## The task
As soon as the line containing "let dt = self.clock.tick();" appears in the material below, start returning lines exactly, and end with the line containing "device.end_frame();".

==== Data records ====

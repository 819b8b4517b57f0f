//! Application shell: window, keyboard snapshot, frame clock.
//!
//! Everything here is adapter code between winit and the renderer core:
//! key events flip bits in the [`InputState`] snapshot, the frame clock
//! produces the per-frame dt, and each redraw runs one advance/draw cycle.

use std::sync::Arc;
use std::time::Instant;

use log::error;
use winit::{
    application::ApplicationHandler,
    dpi::PhysicalSize,
    event::WindowEvent,
    event_loop::{ActiveEventLoop, ControlFlow, EventLoop},
    keyboard::{KeyCode, PhysicalKey},
    window::{Window, WindowAttributes},
};

use crate::gfx::rendering::WgpuDevice;
use crate::input::{InputState, Key};
use crate::scene::{Scene, SceneConfig};

/// Window appearance and the frame clear color.
#[derive(Debug, Clone)]
pub struct WindowConfig {
    pub title: String,
    pub width: u32,
    pub height: u32,
    pub clear_color: [f64; 4],
}

impl Default for WindowConfig {
    fn default() -> Self {
        Self {
            title: "gorse".to_string(),
            width: 512,
            height: 512,
            clear_color: [0.3, 0.48, 0.52, 1.0],
        }
    }
}

/// Produces the elapsed seconds between consecutive frames.
///
/// The first tick yields 0.0; `Instant` is monotonic and `duration_since`
/// saturates, so dt can never go negative across clock adjustments.
struct FrameClock {
    last: Option<Instant>,
}

impl FrameClock {
    fn new() -> Self {
        Self { last: None }
    }

    fn tick(&mut self) -> f32 {
        let now = Instant::now();
        let dt = match self.last {
            Some(last) => now.duration_since(last).as_secs_f32(),
            None => 0.0,
        };
        self.last = Some(now);
        dt
    }
}

pub struct App {
    event_loop: Option<EventLoop<()>>,
    state: AppState,
}

struct AppState {
    window: Option<Arc<Window>>,
    device: Option<WgpuDevice>,
    scene: Option<Scene>,
    input: InputState,
    clock: FrameClock,
    window_config: WindowConfig,
    scene_config: SceneConfig,
}

impl App {
    pub fn new(window_config: WindowConfig, scene_config: SceneConfig) -> Self {
        let event_loop = EventLoop::new().expect("Failed to create event loop");
        Self {
            event_loop: Some(event_loop),
            state: AppState {
                window: None,
                device: None,
                scene: None,
                input: InputState::new(),
                clock: FrameClock::new(),
                window_config,
                scene_config,
            },
        }
    }

    /// Runs the event loop until the window closes (consumes self).
    pub fn run(mut self) {
        let event_loop = self.event_loop.take().expect("Event loop already consumed");
        event_loop.set_control_flow(ControlFlow::Poll);
        event_loop
            .run_app(&mut self.state)
            .expect("Failed to run event loop");
    }
}

fn map_key(code: KeyCode) -> Option<Key> {
    match code {
        KeyCode::KeyW => Some(Key::Forward),
        KeyCode::KeyS => Some(Key::Backward),
        KeyCode::KeyA => Some(Key::TurnLeft),
        KeyCode::KeyD => Some(Key::TurnRight),
        KeyCode::KeyI => Some(Key::CameraForward),
        KeyCode::KeyK => Some(Key::CameraBackward),
        KeyCode::KeyJ => Some(Key::CameraLeft),
        KeyCode::KeyL => Some(Key::CameraRight),
        _ => None,
    }
}

impl ApplicationHandler for AppState {
    fn resumed(&mut self, event_loop: &ActiveEventLoop) {
        if self.window.is_some() {
            return;
        }

        let attributes = WindowAttributes::default()
            .with_title(self.window_config.title.clone())
            .with_inner_size(winit::dpi::LogicalSize::new(
                self.window_config.width,
                self.window_config.height,
            ));
        if let Ok(window) = event_loop.create_window(attributes) {
            let window_handle = Arc::new(window);
            self.window = Some(window_handle.clone());

            let (width, height) = window_handle.inner_size().into();
            let mut device =
                pollster::block_on(WgpuDevice::new(window_handle.clone(), width, height));

            match Scene::new(&mut device, &self.scene_config) {
                Ok(mut scene) => {
                    scene
                        .camera
                        .set_aspect_ratio(width as f32 / height.max(1) as f32);
                    self.scene = Some(scene);
                }
                // A scene without working shaders cannot render anything.
                Err(err) => {
                    error!("scene construction failed: {err}");
                    event_loop.exit();
                    return;
                }
            }
            self.device = Some(device);
        }
    }

    fn window_event(
        &mut self,
        event_loop: &ActiveEventLoop,
        _window_id: winit::window::WindowId,
        event: WindowEvent,
    ) {
        let Some(device) = self.device.as_mut() else {
            return;
        };

        match event {
            WindowEvent::KeyboardInput {
                event:
                    winit::event::KeyEvent {
                        physical_key: PhysicalKey::Code(code),
                        state,
                        repeat,
                        ..
                    },
                ..
            } => {
                if matches!(code, KeyCode::Escape) {
                    event_loop.exit();
                    return;
                }
                if matches!(code, KeyCode::Tab) && state.is_pressed() && !repeat {
                    if let Some(scene) = self.scene.as_mut() {
                        scene.toggle_camera_mode();
                    }
                    return;
                }
                if let Some(key) = map_key(code) {
                    self.input.set(key, state.is_pressed());
                }
            }
            WindowEvent::Resized(PhysicalSize { width, height }) => {
                if let Some(scene) = self.scene.as_mut() {
                    scene
                        .camera
                        .set_aspect_ratio(width as f32 / height.max(1) as f32);
                }
                device.resize(width, height);
            }
            WindowEvent::CloseRequested => {
                event_loop.exit();
            }
            WindowEvent::RedrawRequested => {
                let dt = self.clock.tick();
                if let Some(scene) = self.scene.as_mut() {
                    scene.advance(dt, &self.input);
                    if device.begin_frame(self.window_config.clear_color) {
                        scene.draw(device);
                        device.end_frame();
                    }
                }
            }
            _ => (),
        }
    }

    fn about_to_wait(&mut self, _event_loop: &ActiveEventLoop) {
        if let Some(ref window) = self.window {
            window.request_redraw();
        }
    }
}

#[cfg(test)]
mod tests {
    use super::*;

    #[test]
    fn test_frame_clock_first_tick_is_zero() {
        let mut clock = FrameClock::new();
        assert_eq!(clock.tick(), 0.0);
    }

    #[test]
    fn test_frame_clock_never_negative() {
        let mut clock = FrameClock::new();
        clock.tick();
        for _ in 0..10 {
            assert!(clock.tick() >= 0.0);
        }
    }
}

====

## Answer section
                let dt = self.clock.tick();
                if let Some(scene) = self.scene.as_mut() {
                    scene.advance(dt, &self.input);
                    if device.begin_frame(self.window_config.clear_color) {
                        scene.draw(device);
                        device.end_frame();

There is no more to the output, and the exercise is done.